Implementation of auto_ardl, with possibility of not including a regressor?

Natsiopoulos / ARDL

ARDL, ECM and Bounds-Test for Cointegration

GNU General Public License v3.0

17 stars 9 forks source link

Implementation of auto_ardl, with possibility of not including a regressor? #19

Open elemn opened 1 year ago

elemn commented 1 year ago

Hello,

Say that I want to run the auto_ardl function with three independent variables X1, X2, X3. I want to determine the best model, where I search c(5,5,5,5) possible lags of Y, X1, X2, X3) respectively. Is there a way to use auto_ardl to do this and include the possibility that one of the X variables is not included at all? As it is currently, I think that all variables included must be at least included contemporaneously, which can hurt model selection.

Natsiopoulos commented 1 year ago

Indeed, the auto_ardl function will also include orders of 0 (contemporaneous effects). But it will never totally exclude a variable. This would be erroneous as you have specified the variables in the formula. What you can do is rerun the auto_ardl function without say variable X1, then without X2, etc. Then compare the best model from each one and the best model from the full search.
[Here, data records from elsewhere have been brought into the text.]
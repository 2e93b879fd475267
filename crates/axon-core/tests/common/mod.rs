//! Shared helpers for the dispatch integration tests.

use std::sync::Arc;
use std::sync::mpsc;
use std::thread::{self, JoinHandle};
use std::time::Duration;

use tokio::sync::Notify;

/// A thread running its own cooperative scheduler.
///
/// `init` runs inside the scheduler, so signal-aware objects built there
/// are owned by this thread. The scheduler keeps serving queued deliveries
/// until [`stop`](LoopThread::stop).
pub struct LoopThread {
    stop: Arc<Notify>,
    thread: Option<JoinHandle<()>>,
}

impl LoopThread {
    pub fn spawn<T, F>(name: &str, init: F) -> (Self, T)
    where
        F: FnOnce() -> T + Send + 'static,
        T: Send + 'static,
    {
        let stop = Arc::new(Notify::new());
        let stop_signal = stop.clone();
        let (init_tx, init_rx) = mpsc::channel();

        let thread = thread::Builder::new()
            .name(name.to_string())
            .spawn(move || {
                let runtime = tokio::runtime::Builder::new_current_thread()
                    .enable_time()
                    .build()
                    .expect("failed to build test scheduler");
                runtime.block_on(async move {
                    init_tx.send(init()).expect("test thread init handoff failed");
                    stop_signal.notified().await;
                    // Let in-flight deliveries land before tearing down.
                    tokio::time::sleep(Duration::from_millis(50)).await;
                });
            })
            .expect("failed to spawn test scheduler thread");

        let value = init_rx.recv().expect("test scheduler failed to initialize");
        (
            Self {
                stop,
                thread: Some(thread),
            },
            value,
        )
    }

    /// Stop the scheduler and join its thread.
    pub fn stop(mut self) {
        self.stop.notify_one();
        if let Some(thread) = self.thread.take() {
            thread.join().expect("test scheduler thread panicked");
        }
    }
}

impl Drop for LoopThread {
    fn drop(&mut self) {
        // A test that bails early still releases the thread.
        self.stop.notify_one();
    }
}
//! Error types for Axon.

use std::fmt;

/// The main error type for dispatch and worker lifecycle operations.
///
/// Connect-time validation (null receivers, non-callable slots, invalid
/// connection kinds) is enforced by the type system and has no runtime
/// representation here.
#[derive(Debug, Clone, Copy, PartialEq, Eq)]
pub enum AxonError {
    /// No cooperative scheduler is running on the relevant thread.
    ///
    /// Signal-aware objects must be constructed on a thread that runs a
    /// current-thread scheduler, and cross-thread slot calls require the
    /// owner's scheduler to still be live.
    NoLoop,
    /// The worker has no live scheduler thread.
    ///
    /// Returned by [`Worker::queue_task`](crate::Worker::queue_task) and
    /// [`Worker::move_to_thread`](crate::Worker::move_to_thread) before
    /// `start` or after `stop`.
    WorkerNotStarted,
    /// `start` was called on a worker that is not stopped.
    AlreadyStarted,
}

impl fmt::Display for AxonError {
    fn fmt(&self, f: &mut fmt::Formatter<'_>) -> fmt::Result {
        match self {
            Self::NoLoop => {
                write!(
                    f,
                    "no cooperative scheduler is running on this thread; \
                     signal-aware objects require a current-thread scheduler"
                )
            }
            Self::WorkerNotStarted => {
                write!(f, "worker has not been started or has already stopped")
            }
            Self::AlreadyStarted => {
                write!(f, "worker has already been started")
            }
        }
    }
}

impl std::error::Error for AxonError {}

/// A specialized Result type for Axon operations.
pub type Result<T> = std::result::Result<T, AxonError>;
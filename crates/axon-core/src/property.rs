//! Reactive property helper.
//!
//! `Property<T>` wraps a value owned by a signal-aware object and reports
//! whether a `set` actually changed it, so the caller can pair it with a
//! change signal:
//!
//! ```
//! use axon_core::{Property, Signal, SignalBase};
//!
//! struct Counter {
//!     base: SignalBase,
//!     value: Property<i32>,
//!     value_changed: Signal<i32>,
//! }
//!
//! impl Counter {
//!     fn set_value(&self, value: i32) {
//!         if self.value.set(value) {
//!             self.value_changed.emit(value);
//!         }
//!     }
//! }
//!
//! # #[tokio::main(flavor = "current_thread")]
//! # async fn main() -> axon_core::Result<()> {
//! let base = SignalBase::new()?;
//! let counter = Counter {
//!     value: Property::new(&base, 0),
//!     value_changed: Signal::new(&base),
//!     base,
//! };
//! counter.set_value(3);
//! assert_eq!(counter.value.get(), 3);
//! # Ok(())
//! # }
//! ```
//!
//! Like a synchronous member slot, a `set` from a foreign thread outside an
//! emission is marshalled to the owner's scheduler and blocks until the
//! store completes, so the value only ever mutates on the owner's thread.

use std::panic::{self, AssertUnwindSafe};
use std::sync::Arc;
use std::thread;

use parking_lot::RwLock;

use crate::affinity::{AffinityCell, SignalAware};
use crate::emission::in_emission;

/// A value with change detection, bound to an owner's scheduler.
pub struct Property<T> {
    value: Arc<RwLock<T>>,
    owner: AffinityCell,
}

fn store<T: PartialEq>(slot: &RwLock<T>, value: T) -> bool {
    let mut guard = slot.write();
    if *guard == value {
        false
    } else {
        *guard = value;
        true
    }
}

impl<T> Property<T>
where
    T: Clone + PartialEq + Send + Sync + 'static,
{
    /// Create a property owned by `owner` with an initial value.
    pub fn new(owner: &dyn SignalAware, value: T) -> Self {
        Self {
            value: Arc::new(RwLock::new(value)),
            owner: owner.affinity().clone(),
        }
    }

    /// A clone of the current value.
    pub fn get(&self) -> T {
        self.value.read().clone()
    }

    /// Store `value`, returning whether it differed from the current one.
    ///
    /// Called from the owner's thread, or inside an emission, this is a
    /// plain store. From a foreign thread the store is marshalled to the
    /// owner's scheduler and this call blocks until it lands. When the
    /// owner's scheduler is gone the store happens in place with a
    /// warning.
    pub fn set(&self, value: T) -> bool {
        let Some(affinity) = self.owner.get() else {
            return store(&self.value, value);
        };
        if in_emission() || thread::current().id() == affinity.thread() {
            return store(&self.value, value);
        }

        let event_loop = affinity.event_loop();
        if !event_loop.is_running() {
            tracing::warn!(
                target: "axon_core::property",
                "owner scheduler is gone; storing property value in place"
            );
            return store(&self.value, value);
        }

        let (reply_tx, reply_rx) = crossbeam_channel::bounded(1);
        let slot = self.value.clone();
        event_loop.post(move || {
            let outcome = panic::catch_unwind(AssertUnwindSafe(|| store(&slot, value)));
            let _ = reply_tx.send(outcome);
        });

        match reply_rx.recv() {
            Ok(Ok(changed)) => changed,
            Ok(Err(payload)) => panic::resume_unwind(payload),
            Err(_) => {
                tracing::warn!(
                    target: "axon_core::property",
                    "owner scheduler dropped a marshalled property store"
                );
                false
            }
        }
    }
}

static_assertions::assert_impl_all!(Property<i32>: Send, Sync);

#[cfg(test)]
mod tests {
    use super::*;
    use crate::affinity::SignalBase;

    #[tokio::test]
    async fn test_get_set() {
        let base = SignalBase::new().unwrap();
        let value = Property::new(&base, 10);
        assert_eq!(value.get(), 10);

        assert!(value.set(11));
        assert_eq!(value.get(), 11);
    }

    #[tokio::test]
    async fn test_set_same_value_reports_unchanged() {
        let base = SignalBase::new().unwrap();
        let value = Property::new(&base, 10);
        assert!(!value.set(10));
        assert!(value.set(11));
        assert!(!value.set(11));
    }
}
elemn commented 1 year ago

Hello, and thank you for your response! I think this would be a nice functionality as with more than 3 independent variables, it becomes quite taxing to do this for all possible combinations. I think this is the functionality of the leaps package for instance (except it does not take lags as it's not designed for time series).
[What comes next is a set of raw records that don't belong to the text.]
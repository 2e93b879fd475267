//! Thread affinity records for signal-aware objects.
//!
//! Every signal-aware object is bound to an owning thread and the
//! cooperative scheduler running on it. Dispatch compares affinity records
//! to decide whether a slot can run inline or must be posted to its owner's
//! loop, and [`Worker::move_to_thread`](crate::Worker::move_to_thread)
//! re-binds objects to a worker's thread by replacing their record.

use std::sync::Arc;
use std::sync::atomic::{AtomicU64, Ordering};
use std::thread::{self, ThreadId};

use parking_lot::RwLock;

use crate::error::Result;
use crate::event_loop::LoopHandle;

/// Global counter for minting affinity tokens.
static NEXT_TOKEN: AtomicU64 = AtomicU64::new(1);

/// Opaque co-location identity.
///
/// Two objects carrying equal tokens live on the same scheduler for
/// dispatch purposes. A freshly constructed object gets its own token;
/// moving an object to a worker copies the worker's token onto it.
#[derive(Debug, Clone, Copy, PartialEq, Eq, Hash)]
pub struct AffinityToken(u64);

impl AffinityToken {
    pub(crate) fn fresh() -> Self {
        Self(NEXT_TOKEN.fetch_add(1, Ordering::Relaxed))
    }
}

/// The `(thread, loop, token)` record binding an object to its scheduler.
///
/// The three fields are always populated together; a record is replaced
/// wholesale, never partially mutated.
#[derive(Debug, Clone)]
pub struct Affinity {
    thread: ThreadId,
    event_loop: LoopHandle,
    token: AffinityToken,
}

impl Affinity {
    /// Capture the current thread and its scheduler, minting a fresh token.
    ///
    /// Fails with [`AxonError::NoLoop`](crate::AxonError::NoLoop) when no
    /// scheduler runs on the calling thread; constructing signal-aware
    /// objects outside a scheduler is a caller error.
    pub fn capture() -> Result<Self> {
        Ok(Self {
            thread: thread::current().id(),
            event_loop: LoopHandle::current()?,
            token: AffinityToken::fresh(),
        })
    }

    pub(crate) fn new(thread: ThreadId, event_loop: LoopHandle, token: AffinityToken) -> Self {
        Self {
            thread,
            event_loop,
            token,
        }
    }

    /// The owning thread.
    pub fn thread(&self) -> ThreadId {
        self.thread
    }

    /// The scheduler running on the owning thread.
    pub fn event_loop(&self) -> &LoopHandle {
        &self.event_loop
    }

    /// The co-location token.
    pub fn token(&self) -> AffinityToken {
        self.token
    }
}

/// A shared, mutable affinity record.
///
/// Signals, connections and slot adapters hold clones of the cell, so a
/// re-bind through `move_to_thread` is observed by every party that refers
/// to the object. An unset cell is the "affinity fields not yet
/// initialized" state used by lazily initialized member slots.
#[derive(Clone, Default)]
pub struct AffinityCell {
    inner: Arc<RwLock<Option<Affinity>>>,
}

impl AffinityCell {
    /// A cell with no affinity yet; slot adapters fill it in on first call.
    pub fn unset() -> Self {
        Self::default()
    }

    pub(crate) fn with(affinity: Affinity) -> Self {
        Self {
            inner: Arc::new(RwLock::new(Some(affinity))),
        }
    }

    /// Snapshot of the current record, if set.
    pub fn get(&self) -> Option<Affinity> {
        self.inner.read().clone()
    }

    /// Whether the record has been populated.
    pub fn is_set(&self) -> bool {
        self.inner.read().is_some()
    }

    /// Replace the record wholesale.
    pub(crate) fn set(&self, affinity: Affinity) {
        *self.inner.write() = Some(affinity);
    }

    /// Reset the record to unset. Used when a worker's scheduler goes away.
    pub(crate) fn clear(&self) {
        *self.inner.write() = None;
    }

    /// Populate the record if unset, returning the record now in effect.
    ///
    /// Used by slot adapters for lazy initialization; the write lock makes
    /// concurrent first calls agree on one record.
    pub(crate) fn set_if_unset(&self, affinity: Affinity) -> Affinity {
        let mut guard = self.inner.write();
        guard.get_or_insert(affinity).clone()
    }

    /// Whether two cells refer to the same object's record.
    pub fn same_cell(&self, other: &Self) -> bool {
        Arc::ptr_eq(&self.inner, &other.inner)
    }
}

impl std::fmt::Debug for AffinityCell {
    fn fmt(&self, f: &mut std::fmt::Formatter<'_>) -> std::fmt::Result {
        match self.get() {
            Some(affinity) => f
                .debug_struct("AffinityCell")
                .field("thread", &affinity.thread())
                .field("token", &affinity.token())
                .finish(),
            None => f.write_str("AffinityCell(unset)"),
        }
    }
}

/// Implemented by everything that carries an affinity record: the base
/// struct, workers, and user objects that embed either.
pub trait SignalAware {
    /// The object's affinity record.
    fn affinity(&self) -> &AffinityCell;
}

/// The building block for signal-aware objects.
///
/// Embed a `SignalBase` in a struct and construct it on the thread (and
/// scheduler) the object's slots should run on. Signals declared on the
/// object borrow the base at construction so dispatch knows the owner's
/// affinity.
///
/// # Example
///
/// ```
/// use axon_core::{Signal, SignalBase};
///
/// struct Sensor {
///     base: SignalBase,
///     reading_changed: Signal<f64>,
/// }
///
/// # #[tokio::main(flavor = "current_thread")]
/// # async fn main() -> axon_core::Result<()> {
/// let base = SignalBase::new()?;
/// let reading_changed = Signal::new(&base);
/// let sensor = Sensor { base, reading_changed };
/// sensor.reading_changed.emit(21.5);
/// # Ok(())
/// # }
/// ```
pub struct SignalBase {
    cell: AffinityCell,
}

impl SignalBase {
    /// Bind to the current thread and its scheduler.
    ///
    /// Fails with [`AxonError::NoLoop`](crate::AxonError::NoLoop) when no
    /// scheduler is running on the calling thread.
    pub fn new() -> Result<Self> {
        Ok(Self {
            cell: AffinityCell::with(Affinity::capture()?),
        })
    }
}

impl SignalAware for SignalBase {
    fn affinity(&self) -> &AffinityCell {
        &self.cell
    }
}

impl std::fmt::Debug for SignalBase {
    fn fmt(&self, f: &mut std::fmt::Formatter<'_>) -> std::fmt::Result {
        f.debug_struct("SignalBase").field("cell", &self.cell).finish()
    }
}

static_assertions::assert_impl_all!(SignalBase: Send, Sync);
static_assertions::assert_impl_all!(AffinityCell: Send, Sync);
A follow up question : what exactly is the search algorithm being implemented here? Is it a step wise selection algorithm such as forwards or backwards selection? The documentation points to a general description, but it's not super specific.

Natsiopoulos commented 1 year ago

Hello. Thank you for the suggestion. I will take a look at the package you mentioned and I will add this to the backlog.
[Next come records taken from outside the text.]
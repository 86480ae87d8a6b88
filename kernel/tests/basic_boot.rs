//! Basic boot tests, run under QEMU via the isa-debug-exit device.

#![no_std]
#![no_main]

use core::panic::PanicInfo;

use hydra_kernel::{exit_qemu, serial_println, test_panic_handler, QemuExitCode};

#[no_mangle]
pub extern "C" fn _start() -> ! {
    serial_println!("Starting basic boot tests...");

    test_println();
    test_simple_assertion();
    test_kernel_alive();

    serial_println!("All tests passed!");
    exit_qemu(QemuExitCode::Success)
}

#[panic_handler]
fn panic(info: &PanicInfo) -> ! {
    test_panic_handler(info)
}

fn test_println() {
    serial_println!("test_println output");
}

fn test_simple_assertion() {
    let x = 2 + 2;
    assert_eq!(x, 4);
}

fn test_kernel_alive() {
    // If we get here, the kernel booted successfully
    serial_println!("Kernel is alive and running tests!");
}
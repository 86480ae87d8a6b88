//! A `static`-friendly once-initialized global, built on [`spin::Once`].
//!
//! Every kernel singleton (log service, PMM, VFS root, device registry) is
//! `const`-constructed at link time and filled in exactly once during boot.
//! `GlobalState` is the shared shape for "not yet initialized" access: reads
//! before `init()` quietly return `None` instead of panicking, which matters
//! for code (like the panic handler) that may run before boot finishes.

use spin::Once;

pub struct GlobalState<T> {
    inner: Once<T>,
}

impl<T> GlobalState<T> {
    pub const fn new() -> Self {
        Self { inner: Once::new() }
    }

    /// Initialize the value. Returns `Err(())` if already initialized.
    pub fn init(&self, value: T) -> Result<(), ()> {
        let mut already = false;
        self.inner.call_once(|| {
            already = true;
            value
        });
        // `call_once` silently no-ops if already initialized; `already` is
        // only ever observed true on the call that actually stored `value`.
        if already {
            Ok(())
        } else {
            Err(())
        }
    }

    /// Run `f` with a shared reference, if initialized.
    pub fn with<R>(&self, f: impl FnOnce(&T) -> R) -> Option<R> {
        self.inner.get().map(f)
    }

    /// Run `f` with a shared reference, if initialized. Named distinctly
    /// from [`Self::with`] for call sites that only need interior
    /// mutability through `T` itself (e.g. `Mutex<Inner>`).
    pub fn with_mut<R>(&self, f: impl FnOnce(&T) -> R) -> Option<R> {
        self.inner.get().map(f)
    }

    pub fn get(&self) -> Option<&T> {
        self.inner.get()
    }

    pub fn is_initialized(&self) -> bool {
        self.inner.get().is_some()
    }
}

impl<T> Default for GlobalState<T> {
    fn default() -> Self {
        Self::new()
    }
}
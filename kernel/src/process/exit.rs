//! `process_free` (spec §4.4): release every frame a process owns -- its
//! stack/heap/data leaves, every intermediate PDPT/PD/PT frame its page
//! tables allocated, and the PML4 itself -- and remove it from the table.

use alloc::collections::BTreeSet;

use crate::error::KernelError;

use super::table;
use super::ProcessId;

/// Tear down `pid`: free its stack, heap, and data frames, release its
/// PML4 and every page-table frame backing it, drop its descriptor table
/// (closing every open stream), and remove it from the runqueue. The
/// caller (the scheduler, on observing `ProcessState::Zombie`) must not
/// dispatch `pid` again after this returns.
pub fn process_free(pid: ProcessId) -> Result<(), KernelError> {
    let proc = table::unregister(pid).ok_or(crate::error::ProcError::NotFound)?;

    let mut known_leaves = BTreeSet::new();
    for frame in &proc.stack_pages {
        known_leaves.insert(frame.as_addr().as_u64());
    }
    for frame in &proc.heap_pages {
        known_leaves.insert(frame.as_addr().as_u64());
    }
    for (_, frame) in &proc.data_pages {
        known_leaves.insert(frame.as_addr().as_u64());
    }

    for frame in &proc.stack_pages {
        let _ = crate::mm::free_frame(*frame);
    }
    for frame in &proc.heap_pages {
        let _ = crate::mm::free_frame(*frame);
    }
    for (_, frame) in &proc.data_pages {
        let _ = crate::mm::free_frame(*frame);
    }

    // Releases every PDPT/PD/PT frame `map` allocated plus the PML4 frame
    // itself; leaves already freed above are skipped via `known_leaves` so
    // this never double-frees a stack/heap/data page.
    proc.space.teardown(&known_leaves);

    // `proc.descriptors` drops here, closing every stream it still holds.
    Ok(())
}
//! Global process registry and round-robin runqueue.
//!
//! An arena (`BTreeMap<ProcessId, Process>`) replaces the source's intrusive
//! linked list (spec §9 "Doubly-linked process ... lists": arena-with-indices
//! is equally valid and safer); the run order itself is a flat `Vec<ProcessId>`
//! with a cursor, which plays the role of the singly-linked list's "current"
//! pointer. Access to a process is always mediated through `with_process`
//! rather than a returned reference, the same shape `device::with_device`
//! uses, so the table's lock is never held past a single call.

use alloc::collections::BTreeMap;
use alloc::vec::Vec;

use core::sync::atomic::{AtomicU64, Ordering};

use spin::Mutex;

use crate::error::{KernelError, ProcError};

use super::pcb::{Process, ProcessId};

struct Table {
    processes: BTreeMap<ProcessId, Process>,
    runqueue: Vec<ProcessId>,
    current: usize,
}

impl Table {
    const fn new() -> Self {
        Self {
            processes: BTreeMap::new(),
            runqueue: Vec::new(),
            current: 0,
        }
    }
}

static TABLE: Mutex<Table> = Mutex::new(Table::new());
static NEXT_PID: AtomicU64 = AtomicU64::new(1);

pub fn alloc_pid() -> ProcessId {
    ProcessId::new(NEXT_PID.fetch_add(1, Ordering::Relaxed))
}

/// Insert a newly created process into the table and the back of the
/// runqueue.
pub fn register(proc: Process) {
    let mut t = TABLE.lock();
    t.runqueue.push(proc.pid);
    t.processes.insert(proc.pid, proc);
}

/// Remove `pid` from the table and runqueue. If the victim was the "current"
/// slot, the cursor stays in place so it now names whatever process slid
/// into that position (or wraps to the front).
pub fn unregister(pid: ProcessId) -> Option<Process> {
    let mut t = TABLE.lock();
    let proc = t.processes.remove(&pid);
    if let Some(pos) = t.runqueue.iter().position(|&p| p == pid) {
        t.runqueue.remove(pos);
        if t.current > pos && t.current > 0 {
            t.current -= 1;
        }
        if !t.runqueue.is_empty() {
            t.current %= t.runqueue.len();
        } else {
            t.current = 0;
        }
    }
    proc
}

/// Run `f` with mutable access to the process named `pid`. The table's lock
/// is held only for the duration of `f`.
pub fn with_process<R>(pid: ProcessId, f: impl FnOnce(&mut Process) -> R) -> Result<R, KernelError> {
    let mut t = TABLE.lock();
    let proc = t
        .processes
        .get_mut(&pid)
        .ok_or(KernelError::from(ProcError::NotFound))?;
    Ok(f(proc))
}

/// Build and register a child of `pid` atomically with respect to the
/// table lock: `build` sees the parent immutably and the freshly allocated
/// child pid, and its result is inserted before the lock is released.
///
/// This exists so `process::fork::process_clone` never has to call
/// [`register`] (which locks `TABLE`) from inside a closure that is already
/// holding it -- `spin::Mutex` is not reentrant, and `with_process` is the
/// only other way to reach a live `Process`.
pub fn fork_register(
    pid: ProcessId,
    build: impl FnOnce(&Process, ProcessId) -> Result<Process, KernelError>,
) -> Result<ProcessId, KernelError> {
    let mut t = TABLE.lock();
    let src = t
        .processes
        .get(&pid)
        .ok_or(KernelError::from(ProcError::NotFound))?;
    let child_pid = ProcessId::new(NEXT_PID.fetch_add(1, Ordering::Relaxed));
    let child = build(src, child_pid)?;
    t.runqueue.push(child_pid);
    t.processes.insert(child_pid, child);
    Ok(child_pid)
}

pub fn contains(pid: ProcessId) -> bool {
    TABLE.lock().processes.contains_key(&pid)
}

pub fn process_count() -> usize {
    TABLE.lock().processes.len()
}

/// The pid the scheduler is currently (or about to be) dispatching.
pub fn current_pid() -> Option<ProcessId> {
    let t = TABLE.lock();
    t.runqueue.get(t.current).copied()
}

/// Advance the round-robin cursor and return the pid it now names.
pub fn advance() -> Option<ProcessId> {
    let mut t = TABLE.lock();
    if t.runqueue.is_empty() {
        return None;
    }
    t.current = (t.current + 1) % t.runqueue.len();
    t.runqueue.get(t.current).copied()
}

#[cfg(all(test, not(target_os = "none")))]
mod tests {
    use super::*;

    #[test]
    fn pid_allocation_is_monotonic() {
        let a = alloc_pid();
        let b = alloc_pid();
        assert!(b.as_u64() > a.as_u64());
    }
}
The search algorithm is similar to the step-wise selection but it doesn't judge upon statistical significance. Also, it applies both forward and backward steps in each search. The description in the documentation may be a bit complicated but I think it describes it well enough. The difference between the two options of the algorithm is that at each step, after the change of an order and the evaluation of the model, one algorithm changes the order of the next variable while the other algorithm changes again the order of the same variable (up or down according to the evaluation of the model).